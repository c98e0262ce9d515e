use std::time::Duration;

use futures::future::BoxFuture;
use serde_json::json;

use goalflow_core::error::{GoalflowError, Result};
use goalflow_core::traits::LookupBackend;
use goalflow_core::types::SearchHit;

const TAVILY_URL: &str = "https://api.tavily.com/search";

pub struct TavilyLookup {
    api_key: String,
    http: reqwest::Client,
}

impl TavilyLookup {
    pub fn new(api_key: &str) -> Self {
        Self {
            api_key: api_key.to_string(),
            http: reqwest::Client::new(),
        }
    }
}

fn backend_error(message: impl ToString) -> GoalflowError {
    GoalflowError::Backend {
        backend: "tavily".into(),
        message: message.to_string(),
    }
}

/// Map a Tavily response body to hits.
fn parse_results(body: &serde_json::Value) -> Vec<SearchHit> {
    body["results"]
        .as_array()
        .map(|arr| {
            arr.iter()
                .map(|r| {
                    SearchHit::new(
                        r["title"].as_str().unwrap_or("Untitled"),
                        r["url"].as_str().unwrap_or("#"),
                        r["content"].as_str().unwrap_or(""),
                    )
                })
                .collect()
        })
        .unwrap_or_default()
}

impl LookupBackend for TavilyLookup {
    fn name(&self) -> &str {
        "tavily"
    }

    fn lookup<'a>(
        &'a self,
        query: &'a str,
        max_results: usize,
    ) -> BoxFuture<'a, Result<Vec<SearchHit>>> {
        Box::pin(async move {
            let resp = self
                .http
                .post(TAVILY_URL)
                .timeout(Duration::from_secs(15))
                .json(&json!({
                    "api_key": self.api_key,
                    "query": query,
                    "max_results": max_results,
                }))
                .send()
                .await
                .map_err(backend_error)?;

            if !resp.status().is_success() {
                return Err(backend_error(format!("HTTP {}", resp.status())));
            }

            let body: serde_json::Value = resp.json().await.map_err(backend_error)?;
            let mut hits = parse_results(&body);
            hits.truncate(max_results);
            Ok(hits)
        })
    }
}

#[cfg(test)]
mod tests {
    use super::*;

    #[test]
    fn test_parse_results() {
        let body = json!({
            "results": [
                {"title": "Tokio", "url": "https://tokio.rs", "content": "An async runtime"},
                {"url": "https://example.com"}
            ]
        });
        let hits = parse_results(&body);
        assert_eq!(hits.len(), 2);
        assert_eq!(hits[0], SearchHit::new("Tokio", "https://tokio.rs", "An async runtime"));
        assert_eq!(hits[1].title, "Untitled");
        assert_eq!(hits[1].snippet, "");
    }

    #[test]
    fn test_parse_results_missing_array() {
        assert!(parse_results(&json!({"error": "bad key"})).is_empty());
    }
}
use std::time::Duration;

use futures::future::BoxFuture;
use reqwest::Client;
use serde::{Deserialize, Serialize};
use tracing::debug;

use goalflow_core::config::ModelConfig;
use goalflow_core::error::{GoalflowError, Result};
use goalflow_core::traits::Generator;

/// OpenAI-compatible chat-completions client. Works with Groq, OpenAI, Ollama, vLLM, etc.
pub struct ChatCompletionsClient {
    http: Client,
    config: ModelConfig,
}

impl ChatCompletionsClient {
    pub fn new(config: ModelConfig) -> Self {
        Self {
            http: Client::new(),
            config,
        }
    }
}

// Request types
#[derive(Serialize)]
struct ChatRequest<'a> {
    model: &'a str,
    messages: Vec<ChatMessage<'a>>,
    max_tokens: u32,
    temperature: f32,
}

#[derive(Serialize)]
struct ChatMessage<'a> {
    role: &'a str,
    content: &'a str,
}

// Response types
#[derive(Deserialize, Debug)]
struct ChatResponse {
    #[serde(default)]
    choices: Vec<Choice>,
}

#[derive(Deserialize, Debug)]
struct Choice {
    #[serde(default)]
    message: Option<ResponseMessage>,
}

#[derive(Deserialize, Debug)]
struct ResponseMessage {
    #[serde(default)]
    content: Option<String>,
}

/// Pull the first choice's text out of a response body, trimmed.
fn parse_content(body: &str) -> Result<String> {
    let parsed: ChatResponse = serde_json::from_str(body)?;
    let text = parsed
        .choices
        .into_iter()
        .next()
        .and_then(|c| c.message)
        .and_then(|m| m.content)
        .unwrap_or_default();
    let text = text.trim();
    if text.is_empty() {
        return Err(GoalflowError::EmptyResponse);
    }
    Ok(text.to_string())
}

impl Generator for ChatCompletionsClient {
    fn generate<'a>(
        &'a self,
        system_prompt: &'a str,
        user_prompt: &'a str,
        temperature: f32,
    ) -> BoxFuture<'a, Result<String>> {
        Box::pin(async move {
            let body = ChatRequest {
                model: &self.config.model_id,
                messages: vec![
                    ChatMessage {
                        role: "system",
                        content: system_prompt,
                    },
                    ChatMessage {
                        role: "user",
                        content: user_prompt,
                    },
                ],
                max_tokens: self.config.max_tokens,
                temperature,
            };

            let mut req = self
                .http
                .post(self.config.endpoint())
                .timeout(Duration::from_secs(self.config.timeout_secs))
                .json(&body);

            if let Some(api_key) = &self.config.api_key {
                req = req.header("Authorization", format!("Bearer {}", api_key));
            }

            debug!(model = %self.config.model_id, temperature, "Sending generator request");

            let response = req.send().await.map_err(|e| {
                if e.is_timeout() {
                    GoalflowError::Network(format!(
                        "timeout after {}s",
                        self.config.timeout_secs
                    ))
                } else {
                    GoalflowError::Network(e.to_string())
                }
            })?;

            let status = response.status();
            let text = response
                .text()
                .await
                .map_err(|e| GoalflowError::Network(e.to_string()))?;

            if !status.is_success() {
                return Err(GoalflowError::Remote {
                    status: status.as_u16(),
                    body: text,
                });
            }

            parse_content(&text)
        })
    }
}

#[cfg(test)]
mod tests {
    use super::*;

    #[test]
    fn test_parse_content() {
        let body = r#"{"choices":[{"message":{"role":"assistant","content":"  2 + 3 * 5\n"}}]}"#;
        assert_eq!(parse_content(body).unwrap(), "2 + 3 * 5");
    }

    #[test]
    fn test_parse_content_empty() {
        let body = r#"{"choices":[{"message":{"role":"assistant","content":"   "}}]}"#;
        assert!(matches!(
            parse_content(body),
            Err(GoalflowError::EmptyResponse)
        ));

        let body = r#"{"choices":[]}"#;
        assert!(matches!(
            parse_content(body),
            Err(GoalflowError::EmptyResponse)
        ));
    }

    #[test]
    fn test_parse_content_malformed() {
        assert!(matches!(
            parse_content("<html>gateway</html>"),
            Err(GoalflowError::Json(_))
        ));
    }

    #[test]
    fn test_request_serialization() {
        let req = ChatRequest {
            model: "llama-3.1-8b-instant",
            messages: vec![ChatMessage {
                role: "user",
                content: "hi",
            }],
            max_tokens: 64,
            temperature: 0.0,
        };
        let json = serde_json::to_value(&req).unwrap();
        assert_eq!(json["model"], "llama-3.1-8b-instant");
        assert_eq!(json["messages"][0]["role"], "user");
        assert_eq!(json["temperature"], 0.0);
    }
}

□ □ □ □ □ □ □

> _Problem to work on_: Without changing a word, restate the whole listing.

> _Exercise solution_:
repository c98e0262ce9d515e
use std::time::Duration;

use futures::future::BoxFuture;
use serde_json::json;

use goalflow_core::error::{GoalflowError, Result};
use goalflow_core::traits::LookupBackend;
use goalflow_core::types::SearchHit;

const TAVILY_URL: &str = "https://api.tavily.com/search";

pub struct TavilyLookup {
    api_key: String,
    http: reqwest::Client,
}

impl TavilyLookup {
    pub fn new(api_key: &str) -> Self {
        Self {
            api_key: api_key.to_string(),
            http: reqwest::Client::new(),
        }
    }
}

fn backend_error(message: impl ToString) -> GoalflowError {
    GoalflowError::Backend {
        backend: "tavily".into(),
        message: message.to_string(),
    }
}

/// Map a Tavily response body to hits.
fn parse_results(body: &serde_json::Value) -> Vec<SearchHit> {
    body["results"]
        .as_array()
        .map(|arr| {
            arr.iter()
                .map(|r| {
                    SearchHit::new(
                        r["title"].as_str().unwrap_or("Untitled"),
                        r["url"].as_str().unwrap_or("#"),
                        r["content"].as_str().unwrap_or(""),
                    )
                })
                .collect()
        })
        .unwrap_or_default()
}

impl LookupBackend for TavilyLookup {
    fn name(&self) -> &str {
        "tavily"
    }

    fn lookup<'a>(
        &'a self,
        query: &'a str,
        max_results: usize,
    ) -> BoxFuture<'a, Result<Vec<SearchHit>>> {
        Box::pin(async move {
            let resp = self
                .http
                .post(TAVILY_URL)
                .timeout(Duration::from_secs(15))
                .json(&json!({
                    "api_key": self.api_key,
                    "query": query,
                    "max_results": max_results,
                }))
                .send()
                .await
                .map_err(backend_error)?;

            if !resp.status().is_success() {
                return Err(backend_error(format!("HTTP {}", resp.status())));
            }

            let body: serde_json::Value = resp.json().await.map_err(backend_error)?;
            let mut hits = parse_results(&body);
            hits.truncate(max_results);
            Ok(hits)
        })
    }
}

#[cfg(test)]
mod tests {
    use super::*;

    #[test]
    fn test_parse_results() {
        let body = json!({
            "results": [
                {"title": "Tokio", "url": "https://tokio.rs", "content": "An async runtime"},
                {"url": "https://example.com"}
            ]
        });
        let hits = parse_results(&body);
        assert_eq!(hits.len(), 2);
        assert_eq!(hits[0], SearchHit::new("Tokio", "https://tokio.rs", "An async runtime"));
        assert_eq!(hits[1].title, "Untitled");
        assert_eq!(hits[1].snippet, "");
    }

    #[test]
    fn test_parse_results_missing_array() {
        assert!(parse_results(&json!({"error": "bad key"})).is_empty());
    }
}
use std::time::Duration;

use futures::future::BoxFuture;
use reqwest::Client;
use serde::{Deserialize, Serialize};
use tracing::debug;

use goalflow_core::config::ModelConfig;
use goalflow_core::error::{GoalflowError, Result};
use goalflow_core::traits::Generator;

/// OpenAI-compatible chat-completions client. Works with Groq, OpenAI, Ollama, vLLM, etc.
pub struct ChatCompletionsClient {
    http: Client,
    config: ModelConfig,
}

impl ChatCompletionsClient {
    pub fn new(config: ModelConfig) -> Self {
        Self {
            http: Client::new(),
            config,
        }
    }
}

// Request types
#[derive(Serialize)]
struct ChatRequest<'a> {
    model: &'a str,
    messages: Vec<ChatMessage<'a>>,
    max_tokens: u32,
    temperature: f32,
}

#[derive(Serialize)]
struct ChatMessage<'a> {
    role: &'a str,
    content: &'a str,
}

// Response types
#[derive(Deserialize, Debug)]
struct ChatResponse {
    #[serde(default)]
    choices: Vec<Choice>,
}

#[derive(Deserialize, Debug)]
struct Choice {
    #[serde(default)]
    message: Option<ResponseMessage>,
}

#[derive(Deserialize, Debug)]
struct ResponseMessage {
    #[serde(default)]
    content: Option<String>,
}

/// Pull the first choice's text out of a response body, trimmed.
fn parse_content(body: &str) -> Result<String> {
    let parsed: ChatResponse = serde_json::from_str(body)?;
    let text = parsed
        .choices
        .into_iter()
        .next()
        .and_then(|c| c.message)
        .and_then(|m| m.content)
        .unwrap_or_default();
    let text = text.trim();
    if text.is_empty() {
        return Err(GoalflowError::EmptyResponse);
    }
    Ok(text.to_string())
}

impl Generator for ChatCompletionsClient {
    fn generate<'a>(
        &'a self,
        system_prompt: &'a str,
        user_prompt: &'a str,
        temperature: f32,
    ) -> BoxFuture<'a, Result<String>> {
        Box::pin(async move {
            let body = ChatRequest {
                model: &self.config.model_id,
                messages: vec![
                    ChatMessage {
                        role: "system",
                        content: system_prompt,
                    },
                    ChatMessage {
                        role: "user",
                        content: user_prompt,
                    },
                ],
                max_tokens: self.config.max_tokens,
                temperature,
            };

            let mut req = self
                .http
                .post(self.config.endpoint())
                .timeout(Duration::from_secs(self.config.timeout_secs))
                .json(&body);

            if let Some(api_key) = &self.config.api_key {
                req = req.header("Authorization", format!("Bearer {}", api_key));
            }

            debug!(model = %self.config.model_id, temperature, "Sending generator request");

            let response = req.send().await.map_err(|e| {
                if e.is_timeout() {
                    GoalflowError::Network(format!(
                        "timeout after {}s",
                        self.config.timeout_secs
                    ))
                } else {
                    GoalflowError::Network(e.to_string())
                }
            })?;

            let status = response.status();
            let text = response
                .text()
                .await
                .map_err(|e| GoalflowError::Network(e.to_string()))?;

            if !status.is_success() {
                return Err(GoalflowError::Remote {
                    status: status.as_u16(),
                    body: text,
                });
            }

            parse_content(&text)
        })
    }
}

#[cfg(test)]
mod tests {
    use super::*;

    #[test]
    fn test_parse_content() {
        let body = r#"{"choices":[{"message":{"role":"assistant","content":"  2 + 3 * 5\n"}}]}"#;
        assert_eq!(parse_content(body).unwrap(), "2 + 3 * 5");
    }

    #[test]
    fn test_parse_content_empty() {
        let body = r#"{"choices":[{"message":{"role":"assistant","content":"   "}}]}"#;
        assert!(matches!(
            parse_content(body),
            Err(GoalflowError::EmptyResponse)
        ));

        let body = r#"{"choices":[]}"#;
        assert!(matches!(
            parse_content(body),
            Err(GoalflowError::EmptyResponse)
        ));
    }

    #[test]
    fn test_parse_content_malformed() {
        assert!(matches!(
            parse_content("<html>gateway</html>"),
            Err(GoalflowError::Json(_))
        ));
    }

    #[test]
    fn test_request_serialization() {
        let req = ChatRequest {
            model: "llama-3.1-8b-instant",
            messages: vec![ChatMessage {
                role: "user",
                content: "hi",
            }],
            max_tokens: 64,
            temperature: 0.0,
        };
        let json = serde_json::to_value(&req).unwrap();
        assert_eq!(json["model"], "llama-3.1-8b-instant");
        assert_eq!(json["messages"][0]["role"], "user");
        assert_eq!(json["temperature"], 0.0);
    }
}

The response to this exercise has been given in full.